Work required: Look for the word "right" in the data below, and copy every line that holds it.

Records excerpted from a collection
┌────────

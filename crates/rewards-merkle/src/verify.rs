//! Sorted-pair proof verification
//!
//! Notes on construction:
//! - Pairs are hashed in sorted order (numerically by 32-byte value), so
//!   when folding the proof we place the lower value on the left before
//!   hashing. One proof path then verifies regardless of whether the leaf
//!   was the left or right child at each level.
//! - The leaf scheme is `rewards_primitives::entitlement_leaf`; off-chain
//!   builders must use the exact same byte order to match.

use rewards_primitives::Hash256;

/// Hash a pair of nodes in sorted order.
pub fn hash_pair(a: &Hash256, b: &Hash256) -> Hash256 {
    if a <= b {
        Hash256::keccak256_concat(a, b)
    } else {
        Hash256::keccak256_concat(b, a)
    }
}

/// Verify an inclusion proof for `leaf` against `root`.
///
/// Pure function of its inputs. A wrong leaf, a wrong root, a truncated or
/// reordered proof all return `false`; nothing here can fail with an error.
pub fn verify_proof(leaf: Hash256, root: Hash256, proof: &[Hash256]) -> bool {
    proof.iter().fold(leaf, |acc, sibling| hash_pair(&acc, sibling)) == root
}

#[cfg(test)]
mod tests {
    use super::*;

    #[test]
    fn test_hash_pair_is_symmetric() {
        let a = Hash256::from_bytes([1u8; 32]);
        let b = Hash256::from_bytes([2u8; 32]);
        assert_eq!(hash_pair(&a, &b), hash_pair(&b, &a));
    }

    #[test]
    fn test_empty_proof_requires_leaf_eq_root() {
        let leaf = Hash256::keccak256(b"leaf");
        assert!(verify_proof(leaf, leaf, &[]));
        assert!(!verify_proof(leaf, Hash256::keccak256(b"other"), &[]));
    }

    #[test]
    fn test_two_leaf_proof() {
        let left = Hash256::keccak256(b"left");
        let right = Hash256::keccak256(b"right");
        let root = hash_pair(&left, &right);

        assert!(verify_proof(left, root, &[right]));
        assert!(verify_proof(right, root, &[left]));
        assert!(!verify_proof(left, root, &[left]));
    }

    #[test]
    fn test_reordered_proof_fails() {
        let leaves: Vec<Hash256> = (0u8..4)
            .map(|i| Hash256::keccak256(&[i]))
            .collect();
        let n01 = hash_pair(&leaves[0], &leaves[1]);
        let n23 = hash_pair(&leaves[2], &leaves[3]);
        let root = hash_pair(&n01, &n23);

        assert!(verify_proof(leaves[0], root, &[leaves[1], n23]));
        assert!(!verify_proof(leaves[0], root, &[n23, leaves[1]]));
    }

    #[test]
    fn test_truncated_proof_fails() {
        let leaves: Vec<Hash256> = (0u8..4)
            .map(|i| Hash256::keccak256(&[i]))
            .collect();
        let n01 = hash_pair(&leaves[0], &leaves[1]);
        let n23 = hash_pair(&leaves[2], &leaves[3]);
        let root = hash_pair(&n01, &n23);

        assert!(!verify_proof(leaves[0], root, &[leaves[1]]));
    }
}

└────────

Output below:
//!   was the left or right child at each level.
        let right = Hash256::keccak256(b"right");
        let root = hash_pair(&left, &right);
        assert!(verify_proof(left, root, &[right]));
        assert!(verify_proof(right, root, &[left]));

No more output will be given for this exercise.